Lillian Daniel Part 1
Lillian Daniel has been the pastor of the First Congregational Church of Glen Elyn, Illinois for the past decade. In 2013, she caused a stir with the bold title of her book, When "Spiritual but Not Religious" is Not Enough: Seeing God in Surprising Places, Even the Church. We talk about the ideas behind that title, as well as the influence Congregationalism and non-liturgical corporate worship had on early American democracy.
Also on the show, Katy Scrogin reviews the new book by S. Brent Plate, A History of Religion in 5 1/2 Objects: Bringing the Spiritual to Its Senses.
In October 2013, Wheaton College and the American Bible Society co-hosted a two-day conference on The Bible and Democracy in America. The staff of Things Not Seen was invited to participate by conducting in-depth interviews with many of the conference speakers. In these two episodes, we feature our conversation with the Reverend Lillian F. Daniel. You can listen to Part 2 of our interview here.
Her book, When "Spiritual But Not Religious" Is Not Enough: Seeing God In Surprising Places, Even the Church is a provocative case for why religious community matters.
Reverend Daniel is an editor at large for the Christian Century Magazine, and a contributing editor at Leadership Journal, her work has also appeared in The Huffington Post, Christianity Today, Relevant Magazine, Books and Culture, The Journal for Preachers.
For several seasons Lillian Daniel was also a regular host on 30 Good Minutes, a weekly television program produced by the Chicago Sunday Evening Club.
Also on the Show
Katy Scrogin reviews the new book by S. Brent Plate, A History of Religion in 5 1/2 Objects: Bringing the Spiritual to Its Senses.
From the publisher's website:
"Humans are needy. We need things: objects, keepsakes, stuff, tokens, knickknacks, bits and pieces, junk, and treasure. We carry special objects in our pockets and purses, and place them on shelves in our homes and offices. As commonplace as these objects are, they can also be extraordinary, as they allow us to connect with the world beyond our skin.
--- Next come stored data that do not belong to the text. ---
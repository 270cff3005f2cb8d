use std::collections::HashSet;

use hulhe_engine::cards::Card;
use hulhe_engine::deck::{Dealer, Deck};
use hulhe_engine::errors::GameError;

#[test]
fn deck_reset_has_52_unique_cards() {
    let mut deck = Deck::new_with_seed(42);
    deck.reset();
    let cards = deck.draw(52).expect("should have 52 cards");
    let set: HashSet<Card> = cards.iter().copied().collect();
    assert_eq!(set.len(), 52);
    assert_eq!(deck.remaining(), 0);
    assert!(matches!(deck.draw(1), Err(GameError::DeckExhausted { .. })));
}

#[test]
fn shuffle_is_deterministic_with_same_seed() {
    let mut d1 = Deck::new_with_seed(12345);
    let mut d2 = Deck::new_with_seed(12345);
    d1.shuffle();
    d2.shuffle();
    assert_eq!(
        d1.draw(10).unwrap(),
        d2.draw(10).unwrap(),
        "same seed must yield identical order"
    );
}

#[test]
fn shuffle_differs_with_different_seed() {
    let mut d1 = Deck::new_with_seed(1);
    let mut d2 = Deck::new_with_seed(2);
    d1.shuffle();
    d2.shuffle();
    assert_ne!(
        d1.draw(10).unwrap(),
        d2.draw(10).unwrap(),
        "different seeds should produce different orders (high probability)"
    );
}

#[test]
fn reshuffle_restores_full_deck() {
    let mut deck = Deck::new_with_seed(777);
    deck.shuffle();
    deck.draw(9).unwrap();
    assert_eq!(deck.remaining(), 43);
    deck.shuffle();
    assert_eq!(deck.remaining(), 52);
}
//! Command-line surface of the `hulhe` binary.

use clap::{Parser, Subcommand};

use crate::config::StackModeSetting;

#[derive(Debug, Parser)]
#[command(
    name = "hulhe",
    version,
    about = "Heads-up limit hold'em simulator and training-data generator"
)]
pub struct HulheCli {
    #[command(subcommand)]
    pub cmd: Commands,
}

#[derive(Debug, Subcommand)]
pub enum Commands {
    /// Play many hands between two agents and record them
    Sim {
        #[arg(long)]
        hands: u64,
        /// Table seed; falls back to HULHE_SEED, then a random seed
        #[arg(long)]
        seed: Option<u64>,
        /// Two comma-separated agent names, seat 0 first
        #[arg(long, default_value = "random,random")]
        agents: String,
        #[arg(long, value_enum)]
        stack_mode: Option<StackModeSetting>,
        /// Directory for hands.jsonl, training_data.csv and gamelog.txt
        #[arg(long)]
        output: Option<String>,
    },
    /// Deal one hand and show both holdings and the full board
    Deal {
        #[arg(long)]
        seed: Option<u64>,
    },
    /// Summarize a hand history file or directory
    Stats {
        #[arg(long)]
        input: String,
    },
    /// Print the resolved configuration and where each value came from
    Cfg,
}

/// Subcommand names, for the usage hint printed on parse errors.
pub const COMMANDS: &[&str] = &["sim", "deal", "stats", "cfg"];
use serde::{Deserialize, Serialize};

/// A betting street. Determined solely by the number of community cards.
#[derive(Debug, Clone, Copy, Eq, PartialEq, Hash, Serialize, Deserialize)]
#[serde(rename_all = "lowercase")]
pub enum Street {
    /// No community cards
    Preflop,
    /// Three community cards
    Flop,
    /// Four community cards
    Turn,
    /// Five community cards
    River,
}

impl Street {
    pub fn from_board_len(n: usize) -> Option<Street> {
        match n {
            0 => Some(Street::Preflop),
            3 => Some(Street::Flop),
            4 => Some(Street::Turn),
            5 => Some(Street::River),
            _ => None,
        }
    }

    /// Cards dealt to reach the following street, `None` on the river.
    pub fn cards_for_next(self) -> Option<usize> {
        match self {
            Street::Preflop => Some(3),
            Street::Flop | Street::Turn => Some(1),
            Street::River => None,
        }
    }

    pub fn index(self) -> usize {
        match self {
            Street::Preflop => 0,
            Street::Flop => 1,
            Street::Turn => 2,
            Street::River => 3,
        }
    }
}

/// Where a hand is in its lifecycle.
///
/// `AwaitingAction` is the only phase in which actions are accepted. The
/// remaining phases are passed through by the engine inside a single
/// `apply_action` call until it needs input again or the hand ends.
#[derive(Debug, Clone, Copy, Eq, PartialEq, Serialize, Deserialize)]
#[serde(rename_all = "snake_case")]
pub enum Phase {
    /// A seat must act on the current street.
    AwaitingAction,
    /// Betting on the street is over; refunds and the next deal are pending.
    StreetClosing,
    /// At least one seat is all-in; the remaining board is dealt without betting.
    AllInRunout,
    /// Five board cards are out and the hands are compared.
    Showdown,
    /// The hand result is final.
    Complete,
}

/// Per-street betting bookkeeping. Replaced wholesale at every street.
#[derive(Debug, Clone, PartialEq, Eq, Serialize, Deserialize)]
pub struct BettingRound {
    /// Largest complete commitment on this street; raise targets build on it.
    current_bet: u32,
    raises: u8,
    last_raiser: usize,
    capped: bool,
    /// Seats that still owe a voluntary response on this street.
    owes_action: [bool; 2],
}

impl BettingRound {
    /// A fresh street where `last_raiser` holds the initiative: the big blind
    /// preflop, the non-button seat afterwards.
    pub fn new(current_bet: u32, last_raiser: usize) -> Self {
        Self {
            current_bet,
            raises: 0,
            last_raiser,
            capped: false,
            owes_action: [true, true],
        }
    }

    /// The preflop round once the blinds are posted. The big blind's post
    /// stands as its action, so a limp closes the street.
    pub fn after_blinds(big_blind: u32, big_blind_seat: usize) -> Self {
        let mut round = Self::new(big_blind, big_blind_seat);
        round.owes_action[big_blind_seat] = false;
        round
    }

    pub fn current_bet(&self) -> u32 {
        self.current_bet
    }
    pub fn raises(&self) -> u8 {
        self.raises
    }
    pub fn last_raiser(&self) -> usize {
        self.last_raiser
    }
    pub fn is_capped(&self) -> bool {
        self.capped
    }
    pub fn owes_action(&self, seat: usize) -> bool {
        self.owes_action[seat]
    }

    pub(crate) fn mark_acted(&mut self, seat: usize) {
        self.owes_action[seat] = false;
    }

    pub(crate) fn complete_raise(&mut self, seat: usize, new_bet: u32) {
        self.current_bet = new_bet;
        self.raises += 1;
        self.last_raiser = seat;
        self.owes_action[seat] = false;
        self.owes_action[1 - seat] = true;
    }

    /// An all-in short of the raise target: the table bet stays put and no
    /// further raise is possible this street.
    pub(crate) fn incomplete_raise(&mut self, seat: usize) {
        self.capped = true;
        self.owes_action[seat] = false;
        self.owes_action[1 - seat] = true;
    }
}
A History of Religion in 5 1/2 Objects takes a fresh and much-needed approach to the study of that contentious yet vital area of human culture: religion. Arguing that religion must be understood in the first instance as deriving from rudimentary human experiences, from lived, embodied practices, S. Brent Plate asks us to put aside, for the moment, questions of belief and abstract ideas. Instead, beginning with the desirous, incomplete human body (symbolically evoked by “1/2”), he asks us to focus on five ordinary types of objects—stones, incense, drums, crosses, and bread—with which we connect in our pursuit of religious meaning and fulfillment.
As Plate considers each of these objects, he explores how the world’s religious traditions have put each of them to different uses throughout the millennia. We learn why incense is used by Hindus at a celebration of the goddess Durga in Banaras, by Muslims at a wedding ceremony in West Africa, and by Roman Catholics at a Mass in upstate New York. Crosses are key not only to Christianity but to many Native American traditions; in the symbolic mythology of Peru’s Misminay community, cruciform imagery stands for the general outlay of the cosmos. And stones, in the form of cairns, grave markers, and monuments, are connected with places of memory across the world.
A History of Religion in 5 1/2 Objects is a celebration of the materiality of religious life. Plate moves our understanding of religion away from the current obsessions with God, fundamentalism, and science—and toward the rich depths of this world, this body, these things. Religion, it turns out, has as much to do with our bodies as our beliefs. Maybe even more."